In a series of coordinated raids, the police raided several addresses where goods were delivered and arrested the people on the spot.

The goods, worth millions of kroner, have been seized.

Currently, 59 people have been arrested, but Europol expects that there will be more.

The transactions are now being mapped in several investigations, and work to secure evidence continues.

It is EC3, Europol's center for cybercrime, which coordinated the efforts, where e-tailers, banks, logistics companies and payment card companies also contributed to the disclosure of the criminal activity.

No protection outside the EU

According to Lotta Mauritzson at the Police's national fraud centre, e-commerce within the EU has been well protected against fraud of this type for a couple of years:

- A further verification from the cardholder is required for all purchases of larger amounts.

But on purchases from countries outside the EU, that protection is often missing and you run the risk of being charged for purchases you did not make.

The countries outside the EU that were part of the joint police effort are Albania, Bosnia-Herzegovina, Georgia, Colombia and Great Britain.

But also EU members such as Sweden, Austria, Czech Republic, Finland, France, Germany, Greece, Hungary, Latvia, Poland, Portugal, Romania, Slovakia, Spain have participated.

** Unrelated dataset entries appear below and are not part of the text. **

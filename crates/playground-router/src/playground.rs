// Copyright Exograph, Inc. All rights reserved.
//
// Use of this software is governed by the Business Source License
// included in the LICENSE file at the root of this repository.
//
// As of the Change Date specified in that file, in accordance with
// the Business Source License, use of this software will be governed
// by the Apache License, Version 2.0.

use std::path::Path;

use bridge_env::Environment;
use common::env_const::{get_graphql_http_path, get_playground_http_path};
use include_dir::{Dir, include_dir};
use serde::Serialize;

static PLAYGROUND_DIR: Dir<'_> = include_dir!("$CARGO_MANIFEST_DIR/assets");

pub(crate) const INDEX_FILE: &str = "playground.html";

pub(crate) fn get_asset_bytes<P: AsRef<Path>>(
    file_name: P,
    env: &dyn Environment,
) -> Option<Vec<u8>> {
    let file = PLAYGROUND_DIR.get_file(file_name.as_ref())?;

    if file_name.as_ref() == Path::new(INDEX_FILE) {
        let index = file.contents_utf8()?;
        let config = serde_json::to_string(&PlaygroundConfig::new(env)).ok()?;

        Some(
            index
                .replace("window.bridgeConfig = {}", &format!("window.bridgeConfig = {config}"))
                .into_bytes(),
        )
    } else {
        Some(file.contents().to_owned())
    }
}

#[derive(Debug, Serialize)]
#[serde(rename_all = "camelCase")]
struct PlaygroundConfig {
    playground_http_path: String,
    graphql_http_path: String,
}

impl PlaygroundConfig {
    fn new(env: &dyn Environment) -> Self {
        Self {
            playground_http_path: get_playground_http_path(env),
            graphql_http_path: get_graphql_http_path(env),
        }
    }
}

Phishing and triangulation

According to Europol, the credit cards used in the frauds were stolen via so-called phishing, where the cardholders were tricked into giving up information via phone, email, SMS or messaging apps.

Other cards have ended up in the wrong hands after hackers got into the e-tailers' customer registers and stole information or via so-called triangulation - when criminals set up fake e-commerce sites where gullible online shoppers key in their details without ever getting any goods delivered.

Often, the card companies or banks provide compensation to consumers who can prove that they have had their card details stolen - but in the end it is still the consumers who foot the bill via, among other things, card fees.